The improvements shown here have come through improvements at the micro-architectural level coupled with increasing clock frequencies. But delivering peak performance alone isn’t the challenge of designers – mobile devices are characterized by the constrained thermal envelope SoC designers have to operate within. Hence, to increase performance within the mobile power and thermal envelope, turning up the frequency or increasing the issue rate in the micro architecture isn’t the answer – you have to improve power efficiency.

The Cortex-A72 micro-architectural improvements increase efficiency so much that it can deliver the same performance of Cortex-A15 in half the power even on 28nm, and for 75% less power on 14/16nm FinFET nodes. The performance of a Cortex-A15 CPU can be reproduced on the Cortex-A72 processor at reduced frequency and voltage resulting in a dramatic power reduction. However, mobile apps often push the CPU to maximum performance rather than a specific absolute required level of performance. In this case, a 2.5GHz Cortex-A72 CPU consumes 30~35% less power than the 28nm Cortex-A15 processor, still delivering more than 2x the peak performance.

Enhancements to the Cortex-A72 micro-architecture

Below is a simplified view of the micro-architecture. Those familiar with the Cortex-A57 pipeline will recognize that the Cortex-A72 CPU sports a similar 3-wide decode, 8 wide issue pipeline.

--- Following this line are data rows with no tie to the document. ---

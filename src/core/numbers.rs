//! Big-integer helpers for gameplay quantities.
//!
//! HP, ATK, EXP, Gold and prices are all `BigInt`. Fractional factors are
//! quantised to millionths before they touch a quantity, so nothing passes
//! through a float once it exists.

use num_bigint::BigInt;
use num_traits::{One, Signed, Zero};

/// Fixed-point resolution for fractional multipliers.
const FACTOR_SCALE: u64 = 1_000_000;

/// Multiplies `base` by a non-negative fractional factor and floors the result.
pub fn scale(base: &BigInt, factor: f64) -> BigInt {
    let factor = if factor.is_finite() { factor.max(0.0) } else { 0.0 };
    let micros = (factor * FACTOR_SCALE as f64).round() as u128;
    base * BigInt::from(micros) / BigInt::from(FACTOR_SCALE)
}

/// Like `scale`, but never drops below 1.
pub fn scale_min1(base: &BigInt, factor: f64) -> BigInt {
    at_least_one(scale(base, factor))
}

/// `percent`% of `base`, floored, minimum 1.
pub fn percent_of_min1(base: &BigInt, percent: u32) -> BigInt {
    at_least_one(base * BigInt::from(percent) / BigInt::from(100u32))
}

pub fn at_least_one(value: BigInt) -> BigInt {
    if value < BigInt::one() {
        BigInt::one()
    } else {
        value
    }
}

/// Clamps negative values to zero.
pub fn non_negative(value: BigInt) -> BigInt {
    if value.is_negative() {
        BigInt::zero()
    } else {
        value
    }
}

#[cfg(test)]
mod tests {
    use super::*;

    #[test]
    fn test_scale_floors() {
        assert_eq!(scale(&BigInt::from(30), 1.15), BigInt::from(34));
        assert_eq!(scale(&BigInt::from(30), 0.5), BigInt::from(15));
    }

    #[test]
    fn test_scale_min1_never_zero() {
        assert_eq!(scale_min1(&BigInt::from(3), 0.01), BigInt::one());
        assert_eq!(scale_min1(&BigInt::from(0), 5.0), BigInt::one());
    }

    #[test]
    fn test_scale_handles_huge_bases_exactly() {
        let base: BigInt = "123456789012345678901234567890".parse().unwrap();
        assert_eq!(scale(&base, 2.0), &base * 2);
        assert_eq!(scale(&base, 150.0), &base * 150);
    }

    #[test]
    fn test_scale_rejects_nan_and_negative() {
        assert_eq!(scale(&BigInt::from(10), f64::NAN), BigInt::zero());
        assert_eq!(scale(&BigInt::from(10), -3.0), BigInt::zero());
    }

    #[test]
    fn test_percent_of_min1() {
        assert_eq!(percent_of_min1(&BigInt::from(100), 70), BigInt::from(70));
        assert_eq!(percent_of_min1(&BigInt::from(50), 40), BigInt::from(20));
        assert_eq!(percent_of_min1(&BigInt::from(1), 40), BigInt::one());
    }

    #[test]
    fn test_non_negative() {
        assert_eq!(non_negative(BigInt::from(-5)), BigInt::zero());
        assert_eq!(non_negative(BigInt::from(5)), BigInt::from(5));
    }
}
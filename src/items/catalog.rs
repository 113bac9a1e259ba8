//! Weapon catalog and shop price table.

use serde::{Deserialize, Serialize};

use super::types::ItemKind;
use crate::core::constants::{
    ELEMENT_CHANGE_BASE_PRICE, HEAL_ITEM_BASE_PRICE, PERFECT_GUARD_BASE_PRICE,
};
use crate::element::Element;

#[derive(Debug, Clone, PartialEq, Eq, Serialize, Deserialize)]
pub struct WeaponEntry {
    pub name: String,
    pub description: String,
    pub area_ids: Vec<u32>,
    pub element: Element,
}

fn weapon(name: &str, area: u32, element: Element, description: &str) -> WeaponEntry {
    WeaponEntry {
        name: name.to_string(),
        description: description.to_string(),
        area_ids: vec![area],
        element,
    }
}

pub fn standard_weapons() -> Vec<WeaponEntry> {
    use Element::{Earth, Thunder, Water};
    vec![
        // Area 1
        weapon("Decayed Stick", 1, Water, "Just a stick, but it fits the hand."),
        weapon("Traveler's Dagger", 1, Thunder, "Light and easy to handle."),
        weapon("Apprentice Spear", 1, Earth, "Simple, with a comfortable reach."),
        weapon("Windcutter Bow", 1, Water, "Quick to draw and loose."),
        // Area 2
        weapon("Chipped Sword", 2, Thunder, "Nicked, but still sharp enough."),
        weapon("Iron-Banded Staff", 2, Earth, "Evenly weighted for heavy blows."),
        weapon("Hunter's Axe", 2, Water, "Splits firewood and skulls alike."),
        weapon("Old Longsword", 2, Thunder, "A well-worn standard blade."),
        // Area 3
        weapon("Trident Spear", 3, Earth, "Three points are better than one."),
        weapon("Flexible Whip", 3, Water, "Strikes from unexpected angles."),
        weapon("Heavy Greatsword", 3, Thunder, "Slow, but nothing stands after it lands."),
        weapon("Bone Carver", 3, Earth, "Cut from something very large."),
        // Area 4
        weapon("Pilgrim's Staff", 4, Water, "Carried across a thousand roads."),
        weapon("Curved Blade", 4, Thunder, "Made for drawing cuts."),
        weapon("Leather Sling", 4, Earth, "Any stone becomes a weapon."),
        weapon("Twin Fang Dagger", 4, Water, "A matched pair of fangs."),
        // Area 5
        weapon("Warrior's Hammer", 5, Thunder, "Crushes armor flat."),
        weapon("Long Scythe", 5, Earth, "Reaps more than wheat."),
        weapon("Iron Nunchaku", 5, Water, "Whirls faster than the eye can follow."),
        weapon("Bonecrusher Mace", 5, Thunder, "Its name is a promise."),
        // Area 6
        weapon("Cane Sword", 6, Earth, "A blade hidden in a walking stick."),
        weapon("Black Iron Javelin", 6, Thunder, "Thrown once, feared forever."),
        weapon("Crescent Ring", 6, Water, "A bladed disc that returns to the hand."),
        weapon("Heavy Machete", 6, Earth, "Clears jungle and foes alike."),
        // Area 7
        weapon("Ancient Crossbow", 7, Thunder, "Still fires true after centuries."),
        weapon("Heavy Flail", 7, Water, "Impossible to parry."),
        weapon("Steel Garrote", 7, Earth, "Silent and final."),
        // Area 8
        weapon("Siege Halberd", 8, Thunder, "Built to break castle gates."),
        weapon("Royal Ceremonial Sword", 8, Water, "Meant for parades, sharp for war."),
        weapon("Primordial Blade", 8, Earth, "Forged before the first monster woke."),
    ]
}

pub fn weapons_for_area(catalog: &[WeaponEntry], area_id: u32) -> Vec<&WeaponEntry> {
    catalog
        .iter()
        .filter(|w| w.area_ids.contains(&area_id))
        .collect()
}

/// Base shop prices before area scaling.
#[derive(Debug, Clone, Copy, PartialEq, Eq, Serialize, Deserialize)]
pub struct ItemPrices {
    pub element_change: u64,
    pub perfect_guard: u64,
    pub heal40: u64,
}

impl Default for ItemPrices {
    fn default() -> Self {
        Self {
            element_change: ELEMENT_CHANGE_BASE_PRICE,
            perfect_guard: PERFECT_GUARD_BASE_PRICE,
            heal40: HEAL_ITEM_BASE_PRICE,
        }
    }
}

impl ItemPrices {
    pub fn base_price(&self, kind: ItemKind) -> u64 {
        match kind {
            ItemKind::ElementChange => self.element_change,
            ItemKind::PerfectGuard => self.perfect_guard,
            ItemKind::Heal40 => self.heal40,
        }
    }
}
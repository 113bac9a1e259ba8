//! Player character: stats, levelling, and HP bookkeeping.

pub mod player;

pub use player::*;
#[cfg(test)]
mod tests {
    use super::*;
    use crate::items::inventory::count;
    use num_traits::Zero;
    use rand::SeedableRng;
    use rand_chacha::ChaCha8Rng;

    fn create_test_rng() -> ChaCha8Rng {
        ChaCha8Rng::seed_from_u64(42)
    }

    fn in_phase(phase: Phase) -> GameState {
        let rules = GameRules::standard();
        let mut rng = create_test_rng();
        GameState {
            phase,
            ..create_new_game(&rules, &mut rng)
        }
    }

    #[test]
    fn test_new_game() {
        let state = in_phase(Phase::Exploration);
        assert_eq!(state.current_area, 1);
        assert_eq!(state.current_step, 1);
        assert_eq!(state.area_events.len(), 8);
        assert_eq!(state.upcoming_events, state.area_events[1..4].to_vec());
        assert_eq!(state.heal_count, 3);
        assert!(state.battle.is_none());
    }

    #[test]
    fn test_restart_only_when_run_ended() {
        let rules = GameRules::standard();
        let mut rng = create_test_rng();
        let playing = in_phase(Phase::Exploration);
        assert!(is_noop(&restart(&playing, &rules, &mut rng)));

        let over = GameState {
            current_area: 5,
            ..in_phase(Phase::GameOver)
        };
        let fresh = restart(&over, &rules, &mut rng);
        assert_eq!(fresh.phase, Phase::Exploration);
        assert_eq!(fresh.current_area, 1);
    }

    #[test]
    fn test_process_event_branches() {
        let rules = GameRules::standard();
        let mut rng = create_test_rng();
        let base = in_phase(Phase::Exploration);

        let mut battle = base.clone();
        battle.area_events[0] = UpcomingEvent::Battle {
            enemy_element: crate::element::Element::Water,
        };
        assert_eq!(process_event(&battle, &rules, &mut rng).phase, Phase::BattlePrep);

        let mut treasure = base.clone();
        treasure.area_events[0] = UpcomingEvent::Treasure;
        let next = process_event(&treasure, &rules, &mut rng);
        assert_eq!(next.phase, Phase::TreasureSelect);
        assert!(next.treasure_offer.is_some());

        let mut shop = base;
        shop.area_events[0] = UpcomingEvent::Shop;
        let next = process_event(&shop, &rules, &mut rng);
        assert_eq!(next.phase, Phase::Shop);
        assert_eq!(next.shop_items.len(), 3);
    }

    #[test]
    fn test_heal_in_prep_spends_charge() {
        let rules = GameRules::standard();
        let mut state = in_phase(Phase::BattlePrep);
        state.player.hp = BigInt::from(5);
        let next = heal_in_prep(&state, &rules);
        assert_eq!(next.player.hp, BigInt::from(40));
        assert_eq!(next.heal_count, 2);
    }

    #[test]
    fn test_heal_in_prep_without_charges_is_noop() {
        let rules = GameRules::standard();
        let state = GameState {
            heal_count: 0,
            ..in_phase(Phase::BattlePrep)
        };
        assert!(is_noop(&heal_in_prep(&state, &rules)));
        let exploring = in_phase(Phase::Exploration);
        assert!(is_noop(&heal_in_prep(&exploring, &rules)));
    }

    #[test]
    fn test_shop_purchase_requires_gold() {
        let rules = GameRules::standard();
        let mut state = in_phase(Phase::Shop);
        state.shop_items = generate_shop_items(&rules, 1);
        state.player.gold = BigInt::from(25);
        let price = BigInt::from(20);
        let bought = process_shop_purchase(&state, ItemKind::Heal40, &price).into_owned();
        assert_eq!(bought.player.gold, BigInt::from(5));
        assert_eq!(count(&bought.player.items, ItemKind::Heal40), 1);

        let again = process_shop_purchase(&bought, ItemKind::Heal40, &price);
        assert!(std::ptr::eq(&*again, &bought));
    }

    #[test]
    fn test_shop_purchase_rejects_unlisted_price() {
        let rules = GameRules::standard();
        let mut state = in_phase(Phase::Shop);
        state.shop_items = generate_shop_items(&rules, 1);
        state.player.gold = BigInt::from(1_000);

        assert!(is_noop(&process_shop_purchase(&state, ItemKind::Heal40, &BigInt::from(0))));
        assert!(is_noop(&process_shop_purchase(
            &state,
            ItemKind::PerfectGuard,
            &BigInt::from(20)
        )));

        state.shop_items.clear();
        assert!(is_noop(&process_shop_purchase(&state, ItemKind::Heal40, &BigInt::from(20))));
    }

    #[test]
    fn test_shop_purchase_outside_shop_is_noop() {
        let mut state = in_phase(Phase::Exploration);
        state.player.gold = BigInt::from(1_000);
        assert!(is_noop(&process_shop_purchase(
            &state,
            ItemKind::PerfectGuard,
            &BigInt::from(1)
        )));
    }

    #[test]
    fn test_shop_leave() {
        let state = in_phase(Phase::Shop);
        assert_eq!(process_shop_leave(&state).phase, Phase::Exploration);
        assert!(is_noop(&process_shop_leave(&in_phase(Phase::Battle))));
    }

    #[test]
    fn test_treasure_choices() {
        let rules = GameRules::standard();
        let mut state = in_phase(Phase::TreasureSelect);
        state.player.hp = BigInt::from(1);
        let healed = process_treasure_heal(&state, &rules);
        assert_eq!(healed.player.hp, BigInt::from(36));
        assert_eq!(healed.phase, Phase::Exploration);

        let blade = Weapon::new("Found Blade", crate::element::Element::Earth, BigInt::from(9));
        state.treasure_offer = Some(blade.clone());
        let armed = process_treasure_weapon(&state, &blade);
        assert_eq!(armed.player.weapon, blade);
        assert_eq!(armed.phase, Phase::Exploration);
        assert!(armed.treasure_offer.is_none());
    }

    #[test]
    fn test_treasure_weapon_must_be_the_offer() {
        let mut state = in_phase(Phase::TreasureSelect);
        state.treasure_offer = Some(Weapon::new(
            "Found Blade",
            crate::element::Element::Earth,
            BigInt::from(9),
        ));
        let forged = Weapon::new("Forged Blade", crate::element::Element::Earth, BigInt::from(999));
        assert!(is_noop(&process_treasure_weapon(&state, &forged)));

        state.treasure_offer = None;
        assert!(is_noop(&process_treasure_weapon(&state, &forged)));
    }

    #[test]
    fn test_confirm_area_move() {
        assert_eq!(
            confirm_area_move(&in_phase(Phase::AreaMove)).phase,
            Phase::Exploration
        );
        assert!(is_noop(&confirm_area_move(&in_phase(Phase::Shop))));
    }

    fn in_battle(rules: &GameRules, rng: &mut ChaCha8Rng) -> GameState {
        let mut prep = in_phase(Phase::BattlePrep);
        prep.area_events[0] = UpcomingEvent::Battle {
            enemy_element: crate::element::Element::Water,
        };
        start_battle(&prep, rules, rng).into_owned()
    }

    #[test]
    fn test_handle_death_outside_lost_battle_is_noop() {
        let rules = GameRules::standard();
        let mut rng = create_test_rng();
        for phase in [Phase::Exploration, Phase::Shop, Phase::BattlePrep, Phase::AreaMove] {
            assert!(is_noop(&handle_death(&in_phase(phase))));
        }

        let fighting = in_battle(&rules, &mut rng);
        assert_eq!(fighting.phase, Phase::Battle);
        assert!(is_noop(&handle_death(&fighting)));
    }

    #[test]
    fn test_handle_death_after_defeat() {
        let rules = GameRules::standard();
        let mut rng = create_test_rng();
        let mut state = in_battle(&rules, &mut rng);
        if let Some(battle) = state.battle.as_mut() {
            battle.enemy.atk = BigInt::from(1_000);
        }
        let lost = battle_enemy_turn(&state, &rules, &mut rng).into_owned();
        assert_eq!(lost.battle.as_ref().unwrap().result, BattleResult::Defeat);

        let dead = handle_death(&lost);
        assert_eq!(dead.phase, Phase::GameOver);
        assert!(dead.battle.is_none());
        assert!(dead.player.hp.is_zero());
        assert!(is_noop(&handle_death(&dead)));
    }

    #[test]
    fn test_boss_clear_moves_area_and_grants_heal() {
        let rules = GameRules::standard();
        let mut rng = create_test_rng();
        let state = GameState {
            current_step: 8,
            heal_count: 0,
            ..in_phase(Phase::Exploration)
        };
        let next = handle_boss_clear(&state, &rules, &mut rng);
        assert_eq!(next.phase, Phase::AreaMove);
        assert_eq!(next.current_area, 2);
        assert_eq!(next.current_step, 1);
        assert_eq!(next.heal_count, 1);
    }

    #[test]
    fn test_boss_clear_before_boss_is_beaten_is_noop() {
        let rules = GameRules::standard();
        let mut rng = create_test_rng();
        let prep = GameState {
            current_step: 8,
            ..in_phase(Phase::BattlePrep)
        };
        assert!(is_noop(&handle_boss_clear(&prep, &rules, &mut rng)));

        let fighting = start_battle(&prep, &rules, &mut rng).into_owned();
        assert_eq!(fighting.phase, Phase::Battle);
        assert!(fighting.battle.as_ref().unwrap().enemy.is_boss);
        assert!(is_noop(&handle_boss_clear(&fighting, &rules, &mut rng)));

        let exploring_early = in_phase(Phase::Exploration);
        assert!(is_noop(&handle_boss_clear(&exploring_early, &rules, &mut rng)));
    }

    #[test]
    fn test_final_boss_clears_game() {
        let rules = GameRules::standard();
        let mut rng = create_test_rng();
        let state = GameState {
            current_area: 8,
            current_step: 8,
            ..in_phase(Phase::Exploration)
        };
        let next = handle_boss_clear(&state, &rules, &mut rng);
        assert!(is_game_clear(&next));
        assert_eq!(next.current_area, 8);
    }

    #[test]
    fn test_battle_actions_need_battle_phase() {
        let rules = GameRules::standard();
        let mut rng = create_test_rng();
        let state = in_phase(Phase::Exploration);
        assert!(is_noop(&battle_attack(&state, &rules, &mut rng)));
        assert!(is_noop(&battle_enemy_turn(&state, &rules, &mut rng)));
        assert!(is_noop(&finish_battle(&state, &rules, &mut rng, WeaponChoice::Keep)));
        assert!(state.player.gold.is_zero());
    }
}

However in Cortex-A72 the dispatch unit has been widened to deliver up to 5 instructions (micro-ops) per cycle to the execution pipelines.

I list here some key changes and the difference they make (an exhaustive list would be too long!) that highlight the way in which the design of Cortex-A72 CPU was approached, beginning with the pipeline front end.

Pipeline front end

One of the most impactful changes in the Cortex-A72 micro-architecture is the move to a sophisticated new branch prediction unit. There is an interesting trade-off here - a larger branch predictor can cost more power, but for realistic workloads where branch misses occur, the new predictor’s reduction in branch miss rate more than pays for itself in reduction of mis-prediction and mis-speculation. This reduces overall power, while simultaneously improving performance across a broad range of benchmarks.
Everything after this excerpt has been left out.